The director maintained the general illumination on so Lamb would have to recognise the audience’s existence. It was a turning point in the actor’s career. “Slowly, it got easier. Because we were performing the show for the best part of the year, slowly the stage fright went away, until I was confident and actively engaging with the audience.”

Now 78, Lamb no longer has the vigor for plays but relishes his performances, delivering his own verse. He says that, as an actor, he kept getting in the way of his role. “You’re not allowing the freedom – it’s too much yourself, not enough persona.”

Harmony Rose-Bremner, who was selected in The Years in 2024, agrees. “Insecurity and insecurity go contrary to everything you’re trying to do – which is to be liberated, release, fully immerse yourself in the role. The question is, ‘Can I create room in my head to permit the character through?’” In The Years, as one of five actors all portraying the same woman in distinct periods of her life, she was delighted yet felt intimidated. “I’ve been raised doing theatre. It was always my happy place. I didn’t ever think I’d ever feel stage fright.”

‘Like your air is being drawn out’ … Harmony Rose-Bremner, right, with the cast of The Years.

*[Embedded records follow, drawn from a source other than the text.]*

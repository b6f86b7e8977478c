//! Broker transport on the ESP-IDF MQTT client.
//!
//! The IDF client connects in the background and reports through a
//! callback. `connect` creates a client and waits a bounded time for the
//! connected event; the session's retry loop handles the rest. Inbound
//! publishes are queued by the callback and drained by `poll`.

use bootstrapper_core::{BrokerError, BrokerTransport, ConnectOptions, InboundMessage, QoS};
use esp_idf_svc::mqtt::client::{
    EspMqttClient, EventPayload, LwtConfiguration, MqttClientConfiguration, QoS as EspQoS,
};
use log::{debug, info, warn};
use std::collections::VecDeque;
use std::sync::{Arc, Mutex, MutexGuard, PoisonError};
use std::thread;
use std::time::{Duration, Instant};

/// Longest wait for the connected event within one attempt.
const CONNECT_TIMEOUT: Duration = Duration::from_secs(2);
const CONNECT_POLL: Duration = Duration::from_millis(20);

/// Inbound queue bound; the oldest message goes first when full.
const INBOX_CAPACITY: usize = 32;

#[derive(Debug, Default)]
struct Shared {
    connected: bool,
    inbox: VecDeque<InboundMessage>,
}

fn lock(shared: &Mutex<Shared>) -> MutexGuard<'_, Shared> {
    shared.lock().unwrap_or_else(PoisonError::into_inner)
}

fn esp_qos(qos: QoS) -> EspQoS {
    match qos {
        QoS::AtMostOnce => EspQoS::AtMostOnce,
        QoS::AtLeastOnce => EspQoS::AtLeastOnce,
    }
}

pub struct EspMqttTransport {
    client: Option<EspMqttClient<'static>>,
    shared: Arc<Mutex<Shared>>,
}

impl Default for EspMqttTransport {
    fn default() -> Self {
        Self::new()
    }
}

impl EspMqttTransport {
    pub fn new() -> Self {
        Self {
            client: None,
            shared: Arc::new(Mutex::new(Shared::default())),
        }
    }

    fn open(&self, options: &ConnectOptions) -> Result<EspMqttClient<'static>, BrokerError> {
        let url = format!("mqtt://{}:{}", options.address, options.port);
        let lwt = options.will.as_ref().map(|will| LwtConfiguration {
            topic: will.topic.as_str(),
            payload: will.payload.as_bytes(),
            qos: esp_qos(will.qos),
            retain: will.retain,
        });
        let conf = MqttClientConfiguration {
            client_id: Some(options.client_id.as_str()),
            username: options.credentials.as_ref().map(|c| c.user.as_str()),
            password: options.credentials.as_ref().map(|c| c.passphrase.as_str()),
            lwt,
            disable_clean_session: !options.clean_session,
            ..Default::default()
        };

        let shared = self.shared.clone();
        EspMqttClient::new_cb(&url, &conf, move |event| match event.payload() {
            EventPayload::Connected(_) => lock(&shared).connected = true,
            EventPayload::Disconnected => lock(&shared).connected = false,
            EventPayload::Received {
                topic: Some(topic),
                data,
                ..
            } => {
                let mut shared = lock(&shared);
                if shared.inbox.len() >= INBOX_CAPACITY {
                    shared.inbox.pop_front();
                }
                shared.inbox.push_back(InboundMessage::new(topic, data));
            }
            EventPayload::Error(e) => warn!("MQTT error: {:?}", e),
            _ => {}
        })
        .map_err(|e| BrokerError::ConnectFailed(e.to_string()))
    }
}

impl BrokerTransport for EspMqttTransport {
    fn connect(&mut self, options: &ConnectOptions) -> Result<(), BrokerError> {
        self.disconnect();
        let client = self.open(options)?;

        let deadline = Instant::now() + CONNECT_TIMEOUT;
        while !lock(&self.shared).connected {
            if Instant::now() >= deadline {
                // Dropping the client stops its background reconnects
                drop(client);
                return Err(BrokerError::ConnectFailed("no CONNACK".to_string()));
            }
            thread::sleep(CONNECT_POLL);
        }
        info!("MQTT session open as {}", options.client_id);
        self.client = Some(client);
        Ok(())
    }

    fn is_connected(&self) -> bool {
        self.client.is_some() && lock(&self.shared).connected
    }

    fn publish(&mut self, topic: &str, payload: &[u8], retain: bool) -> Result<(), BrokerError> {
        let client = self.client.as_mut().ok_or(BrokerError::NotConnected)?;
        client
            .publish(topic, EspQoS::AtMostOnce, retain, payload)
            .map(|_| ())
            .map_err(|e| BrokerError::Transport(e.to_string()))
    }

    fn subscribe(&mut self, topic: &str, qos: QoS) -> Result<(), BrokerError> {
        let client = self.client.as_mut().ok_or(BrokerError::NotConnected)?;
        client
            .subscribe(topic, esp_qos(qos))
            .map(|_| ())
            .map_err(|e| BrokerError::Transport(e.to_string()))
    }

    fn unsubscribe(&mut self, topic: &str) -> Result<(), BrokerError> {
        let client = self.client.as_mut().ok_or(BrokerError::NotConnected)?;
        client
            .unsubscribe(topic)
            .map(|_| ())
            .map_err(|e| BrokerError::Transport(e.to_string()))
    }

    fn poll(&mut self) -> Vec<InboundMessage> {
        lock(&self.shared).inbox.drain(..).collect()
    }

    fn disconnect(&mut self) {
        if self.client.take().is_some() {
            debug!("MQTT client closed");
        }
        let mut shared = lock(&self.shared);
        shared.connected = false;
        shared.inbox.clear();
    }
}

#[cfg(test)]
mod tests {
    use super::*;

    #[test]
    fn test_qos_mapping() {
        assert!(matches!(esp_qos(QoS::AtMostOnce), EspQoS::AtMostOnce));
        assert!(matches!(esp_qos(QoS::AtLeastOnce), EspQoS::AtLeastOnce));
    }

    #[test]
    fn test_requires_session() {
        let mut transport = EspMqttTransport::new();
        assert!(!transport.is_connected());
        assert!(matches!(
            transport.publish("dev/state", b"{}", true),
            Err(BrokerError::NotConnected)
        ));
        assert!(transport.poll().is_empty());
    }
}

She recollects the night of the first preview. “I really didn’t know if I could go on,” she says. “It was the only occasion I’d had like that.” She coped, but felt overwhelmed in the very opening scene. “We were all stationary, just speaking out into the dark. We weren’t observing one other so we didn’t have each other to bounce off. There were just the words that I’d rehearsed so many times, reaching me. I had the standard signs that I’d had in miniature before – but never to this level. The feeling of not being able to breathe properly, like your air is being extracted with a emptiness in your torso. There is no support to hold on to.” It is intensified by the feeling of not wanting to let fellow actors down: “I felt the duty to all involved. I thought, ‘Can I get through this enormous thing?’”

Zachary Hart blames self-doubt for causing his performance anxiety. A lower back condition prevented his hopes to be a athlete, and he was working as a fork-lift truck driver when a friend enrolled to drama school on his behalf and he was accepted. “Appearing in front of people was completely unfamiliar to me, so at drama school I would go last every time we did something. I stuck at it because it was pure distraction – and was better than factory work. I was going to try my hardest to conquer the fear.”

His first acting job was in Nicholas Hytner’s Julius Caesar at the Bridge theatre. When the cast were told the play would be recorded for NT Live, he was “frightened”. Years later, in the opening try-out of The Constituent, in which he was chosen alongside James Corden and Anna Maxwell-Martin, he spoke his initial line. “I heard my voice – with its distinct Black Country accent – and {looked

Eugene Rush
Eugene Rush

A passionate writer and life coach dedicated to sharing practical wisdom for personal transformation and everyday well-being.